Are Masks Really Effective?

Anthony Tilghman
Anthony Tilghman, is an 2x Award-winning photographer, Education advocate, Mentor, and Published Author with years of experience in media, photography, marketing and branding. He is the Winner of the 2020 & 2021 Dateline award for Excellence in Local Journalism.

‘Wait a minute, folks Purchasing Face masks!’ On February 29, 2020, then-Surgeon General Jerome Adams tweeted, ‘They are NOT efficient in stopping the public from contracting #Coronavirus.’ ‘People who do not understand how to use them appropriately are likely to contact their faces frequently and could enhance the transmission of coronavirus,’ Adams added two days later. These remarks came shortly after the recent backlash or masks’ wearing by various healthcare bodies and professionals across various parts of the world.

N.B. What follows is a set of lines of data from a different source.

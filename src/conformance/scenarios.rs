//! Per-operation scenario bodies, parameterized by fault mode.

use anyhow::{anyhow, bail, ensure, Result};

use super::checks::{expect_equal, expect_error_containing, expect_error_exact, expect_ok, fault_needles};
use super::{ConformanceSuite, Target, UNREGISTERED_SQL};
use crate::conn::{GateTx, QueryStream};
use crate::error::GateResult;
use crate::fixtures::{APP_ERROR, ERROR_REQUEST, REQUEST1, TX_REQUEST};
use crate::identity::RequestContext;
use crate::proto::{Method, ProtocolVersion, QueryResult};
use crate::server::FaultMode;

/// Drains a stream that may have failed to open; an open failure counts as an empty stream.
async fn drain(opened: GateResult<QueryStream>) -> (Vec<QueryResult>, GateResult<()>) {
    match opened {
        Ok(stream) => stream.collect_all().await,
        Err(e) => (Vec::new(), Err(e)),
    }
}

fn no_match_needle() -> Vec<String> {
    vec![format!("no match for: {}", UNREGISTERED_SQL)]
}

impl ConformanceSuite {
    pub(super) async fn run_op(&self, method: Method, mode: FaultMode) -> Result<()> {
        match method {
            m if m.is_stream() => self.stream_op(m, mode).await,
            Method::Begin | Method::Begin2 => self.begin_op(method.version(), mode).await,
            Method::Commit | Method::Commit2 => self.finish_op(method, mode).await,
            Method::Rollback | Method::Rollback2 => self.finish_op(method, mode).await,
            Method::SplitQuery => self.split_query_op(mode).await,
            Method::GetSrvKeyspace => self.srv_keyspace_op(mode).await,
            m => self.query_op(m, mode).await,
        }
    }

    /// Issues one of the seven query operations, normalizing single results to a one-element list.
    async fn call_query(&self, method: Method, target: Target<'_>) -> Result<GateResult<Vec<QueryResult>>> {
        let ctx = self.ctx();
        let c = &self.conn;
        Ok(match method {
            Method::Execute => c.execute(&ctx, self.request(target)?).await.map(|r| vec![r]),
            Method::ExecuteShard => c.execute_shard(&ctx, self.request(target)?).await.map(|r| vec![r]),
            Method::ExecuteKeyspaceIds => c.execute_keyspace_ids(&ctx, self.request(target)?).await.map(|r| vec![r]),
            Method::ExecuteKeyRanges => c.execute_key_ranges(&ctx, self.request(target)?).await.map(|r| vec![r]),
            Method::ExecuteEntityIds => c.execute_entity_ids(&ctx, self.request(target)?).await.map(|r| vec![r]),
            Method::ExecuteBatchShard => c.execute_batch_shard(&ctx, self.request(target)?).await,
            Method::ExecuteBatchKeyspaceIds => c.execute_batch_keyspace_ids(&ctx, self.request(target)?).await,
            m => bail!("{} is not a query operation", m),
        })
    }

    async fn open_stream(&self, method: Method, target: Target<'_>) -> Result<GateResult<QueryStream>> {
        let ctx = self.ctx();
        let c = &self.conn;
        Ok(match method {
            Method::StreamExecute => c.stream_execute(&ctx, self.request(target)?).await,
            Method::StreamExecute2 => c.stream_execute2(&ctx, self.request(target)?).await,
            Method::StreamExecuteShard => c.stream_execute_shard(&ctx, self.request(target)?).await,
            Method::StreamExecuteShard2 => c.stream_execute_shard2(&ctx, self.request(target)?).await,
            Method::StreamExecuteKeyRanges => c.stream_execute_key_ranges(&ctx, self.request(target)?).await,
            Method::StreamExecuteKeyRanges2 => c.stream_execute_key_ranges2(&ctx, self.request(target)?).await,
            Method::StreamExecuteKeyspaceIds => c.stream_execute_keyspace_ids(&ctx, self.request(target)?).await,
            Method::StreamExecuteKeyspaceIds2 => c.stream_execute_keyspace_ids2(&ctx, self.request(target)?).await,
            m => bail!("{} is not a streaming operation", m),
        })
    }

    pub(super) async fn begin_tx(&self, ctx: &RequestContext, version: ProtocolVersion) -> GateResult<GateTx> {
        match version {
            ProtocolVersion::V1 => self.conn.begin(ctx).await,
            ProtocolVersion::V2 => self.conn.begin2(ctx).await,
        }
    }

    async fn query_op(&self, method: Method, mode: FaultMode) -> Result<()> {
        let what = method.as_str();
        if mode != FaultMode::Normal {
            let res = self.call_query(method, Target::Fixture(REQUEST1)).await?;
            return expect_error_containing(what, res, &fault_needles(mode));
        }
        let got = expect_ok(what, self.call_query(method, Target::Fixture(REQUEST1)).await?)?;
        expect_equal(what, &got, &vec![self.fixtures.result1().clone()])?;

        let res = self.call_query(method, Target::Unregistered(UNREGISTERED_SQL)).await?;
        expect_error_containing(what, res, &no_match_needle())?;

        let res = self.call_query(method, Target::Fixture(ERROR_REQUEST)).await?;
        expect_error_exact(what, res, APP_ERROR)
    }

    async fn stream_op(&self, method: Method, mode: FaultMode) -> Result<()> {
        let what = method.as_str();
        match mode {
            FaultMode::Normal => {
                let stream = expect_ok(what, self.open_stream(method, Target::Fixture(REQUEST1)).await?)?;
                let (parts, status) = stream.collect_all().await;
                expect_ok(what, status)?;
                let result1 = self.fixtures.result1();
                ensure!(
                    parts.len() == 1 + result1.rows.len(),
                    "{}: got {} messages, want {}",
                    what,
                    parts.len(),
                    1 + result1.rows.len()
                );
                expect_equal(&format!("{} first message", what), &parts[0], self.fixtures.stream_result1())?;
                let mut got = QueryResult::default();
                for part in parts {
                    got.absorb(part);
                }
                let want = QueryResult { rows_affected: 0, insert_id: 0, ..result1.clone() };
                expect_equal(what, &got, &want)?;

                let (parts, status) = drain(self.open_stream(method, Target::Unregistered(UNREGISTERED_SQL)).await?).await;
                ensure!(parts.is_empty(), "{}: unregistered request streamed {:?}", what, parts);
                expect_error_containing(what, status, &no_match_needle())?;

                let (parts, status) = drain(self.open_stream(method, Target::Fixture(ERROR_REQUEST)).await?).await;
                ensure!(parts.is_empty(), "{}: error request streamed {:?}", what, parts);
                expect_error_exact(what, status, APP_ERROR)
            }
            FaultMode::DeclaredError => {
                // Armed before the call so the server cannot reach its release point first.
                let release = self.server.arm_release_gate();
                let mut stream = expect_ok(what, self.open_stream(method, Target::Fixture(REQUEST1)).await?)?;
                let first = stream
                    .next_result()
                    .await
                    .ok_or_else(|| anyhow!("{}: stream closed before its first message", what))?;
                expect_equal(&format!("{} first message", what), &first, self.fixtures.stream_result1())?;
                release.release();
                if let Some(extra) = stream.next_result().await {
                    bail!("{}: unexpected message after release: {:?}", what, extra);
                }
                expect_error_containing(what, stream.finish().await, &fault_needles(mode))
            }
            FaultMode::InjectedFault => {
                let (parts, status) = drain(self.open_stream(method, Target::Fixture(REQUEST1)).await?).await;
                ensure!(parts.is_empty(), "{}: faulted stream sent {:?}", what, parts);
                expect_error_containing(what, status, &fault_needles(mode))
            }
        }
    }

    async fn begin_op(&self, version: ProtocolVersion, mode: FaultMode) -> Result<()> {
        let what = Method::begin(version).as_str();
        let res = self.begin_tx(&self.ctx(), version).await;
        if mode != FaultMode::Normal {
            return expect_error_containing(what, res, &fault_needles(mode));
        }
        let tx = expect_ok(what, res)?;
        expect_equal(what, &tx.session(), &Some(self.fixtures.session1()))
    }

    /// Commit or rollback on a session obtained with begin forced to succeed.
    async fn finish_op(&self, method: Method, mode: FaultMode) -> Result<()> {
        let what = method.as_str();
        let version = method.version();
        let ctx = self.ctx();
        self.server.set_force_begin_success(true);
        let begun = self.begin_tx(&ctx, version).await;
        self.server.set_force_begin_success(false);
        let mut tx = begun.map_err(|e| anyhow!("{}: forced begin failed: {}", what, e))?;

        if mode == FaultMode::Normal {
            expect_ok(what, tx.execute(&ctx, self.request(Target::Fixture(TX_REQUEST))?).await)?;
        }
        let res = match method {
            Method::Commit => tx.commit(&ctx).await,
            Method::Commit2 => tx.commit2(&ctx).await,
            Method::Rollback => tx.rollback(&ctx).await,
            Method::Rollback2 => tx.rollback2(&ctx).await,
            m => bail!("{} does not finish a transaction", m),
        };
        ensure!(!tx.in_transaction(), "{}: handle still holds a session", what);
        match mode {
            FaultMode::Normal => expect_ok(what, res),
            _ => expect_error_containing(what, res, &fault_needles(mode)),
        }
    }

    async fn split_query_op(&self, mode: FaultMode) -> Result<()> {
        let what = Method::SplitQuery.as_str();
        let res = self.conn.split_query(&self.ctx(), self.fixtures.split_request().clone()).await;
        match mode {
            FaultMode::Normal => expect_equal(what, &expect_ok(what, res)?, self.fixtures.split_result()),
            _ => expect_error_containing(what, res, &fault_needles(mode)),
        }
    }

    async fn srv_keyspace_op(&self, mode: FaultMode) -> Result<()> {
        let what = Method::GetSrvKeyspace.as_str();
        let res = self.conn.get_srv_keyspace(&self.ctx(), self.fixtures.srv_keyspace_name()).await;
        match mode {
            FaultMode::Normal => expect_equal(what, &expect_ok(what, res)?, self.fixtures.srv_keyspace()),
            _ => expect_error_containing(what, res, &fault_needles(mode)),
        }
    }
}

Begging the question, are masks really effective?

Before the coronavirus pandemic, the effectiveness of wearing masks in preventing the transmission of respiratory illnesses was debatable due to a lack of reliable evidence. Throughout the pandemic, scientific research has grown. Data currently show that wearing a mask is an efficient nonpharmacologic strategy for reducing the transmission of this virus, particularly as source regulation to limit spread from sick people, but also as protection to minimize users’ infection exposure, whenever an infected person sneezes, breathes, coughs, or talks.

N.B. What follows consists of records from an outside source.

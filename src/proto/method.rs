//! RPC method catalogue and the small envelopes that have no richer request type.

use std::fmt;
use std::str::FromStr;

use serde::{Deserialize, Serialize};

use super::QueryResult;
use crate::error::GateError;
use crate::identity::CallerId;
use crate::session::Session;

/// Protocol generation. Both generations dispatch to the same handlers; only the wire name differs.
#[derive(Debug, Clone, Copy, Default, PartialEq, Eq, Hash, Serialize, Deserialize)]
pub enum ProtocolVersion {
    #[default]
    V1,
    V2,
}

#[derive(Debug, Clone, Copy, PartialEq, Eq, Hash, Serialize, Deserialize)]
pub enum Method {
    Execute,
    ExecuteShard,
    ExecuteKeyspaceIds,
    ExecuteKeyRanges,
    ExecuteEntityIds,
    ExecuteBatchShard,
    ExecuteBatchKeyspaceIds,
    StreamExecute,
    StreamExecute2,
    StreamExecuteShard,
    StreamExecuteShard2,
    StreamExecuteKeyRanges,
    StreamExecuteKeyRanges2,
    StreamExecuteKeyspaceIds,
    StreamExecuteKeyspaceIds2,
    Begin,
    Begin2,
    Commit,
    Commit2,
    Rollback,
    Rollback2,
    SplitQuery,
    GetSrvKeyspace,
}

/// The four streaming shapes, independent of protocol generation.
#[derive(Debug, Clone, Copy, PartialEq, Eq, Hash)]
pub enum StreamKind {
    Execute,
    Shard,
    KeyRanges,
    KeyspaceIds,
}

impl StreamKind {
    pub fn method(self, version: ProtocolVersion) -> Method {
        use ProtocolVersion::*;
        match (self, version) {
            (StreamKind::Execute, V1) => Method::StreamExecute,
            (StreamKind::Execute, V2) => Method::StreamExecute2,
            (StreamKind::Shard, V1) => Method::StreamExecuteShard,
            (StreamKind::Shard, V2) => Method::StreamExecuteShard2,
            (StreamKind::KeyRanges, V1) => Method::StreamExecuteKeyRanges,
            (StreamKind::KeyRanges, V2) => Method::StreamExecuteKeyRanges2,
            (StreamKind::KeyspaceIds, V1) => Method::StreamExecuteKeyspaceIds,
            (StreamKind::KeyspaceIds, V2) => Method::StreamExecuteKeyspaceIds2,
        }
    }
}

impl Method {
    pub const ALL: [Method; 23] = [
        Method::Execute,
        Method::ExecuteShard,
        Method::ExecuteKeyspaceIds,
        Method::ExecuteKeyRanges,
        Method::ExecuteEntityIds,
        Method::ExecuteBatchShard,
        Method::ExecuteBatchKeyspaceIds,
        Method::StreamExecute,
        Method::StreamExecute2,
        Method::StreamExecuteShard,
        Method::StreamExecuteShard2,
        Method::StreamExecuteKeyRanges,
        Method::StreamExecuteKeyRanges2,
        Method::StreamExecuteKeyspaceIds,
        Method::StreamExecuteKeyspaceIds2,
        Method::Begin,
        Method::Begin2,
        Method::Commit,
        Method::Commit2,
        Method::Rollback,
        Method::Rollback2,
        Method::SplitQuery,
        Method::GetSrvKeyspace,
    ];

    pub fn as_str(self) -> &'static str {
        match self {
            Method::Execute => "Execute",
            Method::ExecuteShard => "ExecuteShard",
            Method::ExecuteKeyspaceIds => "ExecuteKeyspaceIds",
            Method::ExecuteKeyRanges => "ExecuteKeyRanges",
            Method::ExecuteEntityIds => "ExecuteEntityIds",
            Method::ExecuteBatchShard => "ExecuteBatchShard",
            Method::ExecuteBatchKeyspaceIds => "ExecuteBatchKeyspaceIds",
            Method::StreamExecute => "StreamExecute",
            Method::StreamExecute2 => "StreamExecute2",
            Method::StreamExecuteShard => "StreamExecuteShard",
            Method::StreamExecuteShard2 => "StreamExecuteShard2",
            Method::StreamExecuteKeyRanges => "StreamExecuteKeyRanges",
            Method::StreamExecuteKeyRanges2 => "StreamExecuteKeyRanges2",
            Method::StreamExecuteKeyspaceIds => "StreamExecuteKeyspaceIds",
            Method::StreamExecuteKeyspaceIds2 => "StreamExecuteKeyspaceIds2",
            Method::Begin => "Begin",
            Method::Begin2 => "Begin2",
            Method::Commit => "Commit",
            Method::Commit2 => "Commit2",
            Method::Rollback => "Rollback",
            Method::Rollback2 => "Rollback2",
            Method::SplitQuery => "SplitQuery",
            Method::GetSrvKeyspace => "GetSrvKeyspace",
        }
    }

    pub fn stream_kind(self) -> Option<StreamKind> {
        match self {
            Method::StreamExecute | Method::StreamExecute2 => Some(StreamKind::Execute),
            Method::StreamExecuteShard | Method::StreamExecuteShard2 => Some(StreamKind::Shard),
            Method::StreamExecuteKeyRanges | Method::StreamExecuteKeyRanges2 => Some(StreamKind::KeyRanges),
            Method::StreamExecuteKeyspaceIds | Method::StreamExecuteKeyspaceIds2 => Some(StreamKind::KeyspaceIds),
            _ => None,
        }
    }

    pub fn is_stream(self) -> bool { self.stream_kind().is_some() }

    /// Generation the wire name belongs to; methods that exist only once report `V1`.
    pub fn version(self) -> ProtocolVersion {
        match self {
            Method::StreamExecute2
            | Method::StreamExecuteShard2
            | Method::StreamExecuteKeyRanges2
            | Method::StreamExecuteKeyspaceIds2
            | Method::Begin2
            | Method::Commit2
            | Method::Rollback2 => ProtocolVersion::V2,
            _ => ProtocolVersion::V1,
        }
    }

    pub fn begin(version: ProtocolVersion) -> Method {
        match version { ProtocolVersion::V1 => Method::Begin, ProtocolVersion::V2 => Method::Begin2 }
    }

    pub fn commit(version: ProtocolVersion) -> Method {
        match version { ProtocolVersion::V1 => Method::Commit, ProtocolVersion::V2 => Method::Commit2 }
    }

    pub fn rollback(version: ProtocolVersion) -> Method {
        match version { ProtocolVersion::V1 => Method::Rollback, ProtocolVersion::V2 => Method::Rollback2 }
    }
}

impl fmt::Display for Method {
    fn fmt(&self, f: &mut fmt::Formatter<'_>) -> fmt::Result { f.write_str(self.as_str()) }
}

impl FromStr for Method {
    type Err = GateError;

    fn from_str(s: &str) -> Result<Self, Self::Err> {
        Method::ALL
            .iter()
            .copied()
            .find(|m| m.as_str() == s)
            .ok_or_else(|| GateError::transport(format!("unknown method: {}", s)))
    }
}

#[derive(Debug, Clone, Default, PartialEq, Eq, Serialize, Deserialize)]
pub struct BeginRequest {
    #[serde(default)]
    pub caller_id: Option<CallerId>,
}

/// Commit and rollback carry only the session being finalized.
#[derive(Debug, Clone, Default, PartialEq, Eq, Serialize, Deserialize)]
pub struct SessionRequest {
    pub session: Session,
    #[serde(default)]
    pub caller_id: Option<CallerId>,
}

#[derive(Debug, Clone, Default, PartialEq, Eq, Serialize, Deserialize)]
pub struct SrvKeyspaceRequest {
    pub keyspace: String,
    #[serde(default)]
    pub caller_id: Option<CallerId>,
}

/// Server-to-client frame of a streaming call over a message transport.
/// A stream is any number of `Result` frames followed by exactly one `End`.
#[derive(Debug, Clone, PartialEq, Serialize, Deserialize)]
#[serde(tag = "frame", rename_all = "snake_case")]
pub enum StreamFrame {
    Result { result: QueryResult },
    End {
        #[serde(default)]
        error: Option<GateError>,
    },
}

#[cfg(test)]
mod tests {
    use super::*;

    #[test]
    fn names_round_trip() {
        for m in Method::ALL {
            assert_eq!(m.as_str().parse::<Method>().unwrap(), m);
        }
        assert!("Nope".parse::<Method>().is_err());
    }

    #[test]
    fn stream_generations_share_a_kind() {
        for kind in [StreamKind::Execute, StreamKind::Shard, StreamKind::KeyRanges, StreamKind::KeyspaceIds] {
            let v1 = kind.method(ProtocolVersion::V1);
            let v2 = kind.method(ProtocolVersion::V2);
            assert_ne!(v1, v2);
            assert_eq!(v1.stream_kind(), Some(kind));
            assert_eq!(v2.stream_kind(), Some(kind));
            assert_eq!(v2.version(), ProtocolVersion::V2);
            assert_eq!(v1.version(), ProtocolVersion::V1);
        }
        assert!(!Method::Commit2.is_stream());
    }

    #[test]
    fn end_frame_shape() {
        let text = serde_json::to_string(&StreamFrame::End { error: None }).unwrap();
        assert_eq!(text, r#"{"frame":"end","error":null}"#);
    }
}
use std::sync::Arc;
use std::time::Duration;

use shardgate::conformance::{run_suite, ConformanceSuite};
use shardgate::conn::{mem, DialFuture, Dialer, DialerRegistry, GateConnImpl};
use shardgate::fixtures::FixtureRegistry;
use shardgate::server::{GateService, ReferenceServer};
use shardgate::GateError;

fn reference() -> Arc<ReferenceServer> {
    Arc::new(ReferenceServer::new(Arc::new(FixtureRegistry::canonical())))
}

#[tokio::test(flavor = "multi_thread", worker_threads = 2)]
async fn in_process_binding_passes_every_scenario() {
    let server = reference();
    let service: Arc<dyn GateService> = server.clone();
    let report = run_suite(mem::dialer(service), server, "unused", Duration::from_secs(2))
        .await
        .expect("dial mem binding");
    assert!(report.passed(), "{}", report);
    assert_eq!(report.outcomes.len(), ConformanceSuite::plan().len());
}

// A binding wired to a different server than the one the suite controls never sees the fault
// modes, so every fault scenario must be reported while the normal ones still pass.
#[tokio::test(flavor = "multi_thread", worker_threads = 2)]
async fn miswired_binding_fails_fault_scenarios() {
    let controlled = reference();
    let other: Arc<dyn GateService> = reference();
    let registry = DialerRegistry::new();
    registry.register("test", mem::dialer(other));
    let conn = registry.dial("test", "", Duration::from_secs(1)).await.unwrap();
    let suite = ConformanceSuite::new(conn, controlled).with_scenario_timeout(Duration::from_millis(500));
    let report = suite.run().await;

    assert!(report.outcome("Execute/normal").unwrap().passed());
    assert!(report.outcome("Tx2Fail").unwrap().passed());
    assert!(!report.outcome("Begin/declared_error").unwrap().passed());
    assert!(!report.outcome("StreamExecuteShard2/injected_fault").unwrap().passed());
    assert!(!report.outcome("GetSrvKeyspace/declared_error").unwrap().passed());
}

#[tokio::test]
async fn dial_failure_aborts_the_suite() {
    let failing: Dialer = Arc::new(|address: String, _timeout: Duration| {
        Box::pin(async move { Err::<Arc<dyn GateConnImpl>, _>(GateError::transport(format!("refused: {}", address))) }) as DialFuture
    });
    let err = run_suite(failing, reference(), "nowhere:1", Duration::from_millis(100)).await.unwrap_err();
    assert!(err.to_string().contains("refused: nowhere:1"), "{}", err);
}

As per University of California San Francisco Studies, several lines of evidence back the effectiveness of masks. Experiments of nature provide the most compelling proof. They cite a recent study compiled in Health Affairs, which analyzed the COVID-19 development rate in the District of Columbia and 15 states prior to and following mask regulations. Mask directives were observed to cause a 0.9%-points decrease in daily Coronavirus infection rates in the initial five days, which became more noticeable with time, dropping 2% points in three weeks.

Other research also demonstrates that masks actually mitigate spread in high-risk situations. In one example, a man went from China to Toronto and was later diagnosed with Coronavirus. On the trip, he experienced a dry cough and wore a mask, whereas all 25 passengers in his immediate vicinity tested negative for the virus. In yet another epidemiological investigation, whilst infected with Coronavirus, two hairdressers in Kansas had close contact with 139 clients in late May. Out of all the 67 clients contacted for testing and questioning, no one tested positive.

These studies are only the tip of the iceberg of how effective masks are in preventing the spread of COVID-19. So, despite the talks that masks might not be as effective in controlling the transmission, you better stick by the directives of the World Health Organization (WHO), and wear a mask, especially while in public or crowded spaces, where you cannot uphold social distancing.